2 tablespoons soy sauce


  1. In a medium saucepan, combine the wheatberries, 1½ quarts of the stock, and the garlic. Cover and bring to a boil over high heat. Reduce the heat to a simmer and keep covered, stirring occasionally. Cook for 40 to  45 minutes, until all or most of the liquid is absorbed. The wheatberries won’t be completely done yet, but they will continue cooking after they are added to the soup. Set aside.
  2. While the wheatberries are cooking, peel and dice the onion, shallots, carrots, and celery, keeping then separate, and set aside.
  3. In a large soup pot set over high heat, heat the olive oil until it shimmers. Add the onions and cook, stirring, for about 4 minutes, or until they are translucent and beginning to brown. Add the shallots and cook for 2 to 3  minutes more, until they also become translucent and start to brown. Add the tomato paste and stir well, allowing it to cook for 1 minute more. Add the bay leaves, oregano, thyme, paprika, sage, savory, celery salt, and lavender, if using. Stir well and cook for 1 minute more; the mixture will become fragrant with herbs.

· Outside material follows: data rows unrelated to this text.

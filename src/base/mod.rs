//! Core components, types, and utilities for the react-bot.
//!
//! This module contains fundamental building blocks used throughout the application:
//! - Configuration handling and environment variables.
//! - Common types and result handling.

pub mod config;
pub mod types;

  4. Add the lentils and mix to coat. Add the cooked wheatberries and stir. Add the carrots, celery, and all of the remaining stock. With the pot set over high heat, cover and bring to a boil; then reduce the heat to a simmer, uncover, and cook for 45 minutes, or until the lentils are soft but not mushy.
  5. Add the lemon juice and zest, nutritional yeast, and soy sauce. Stir well and serve.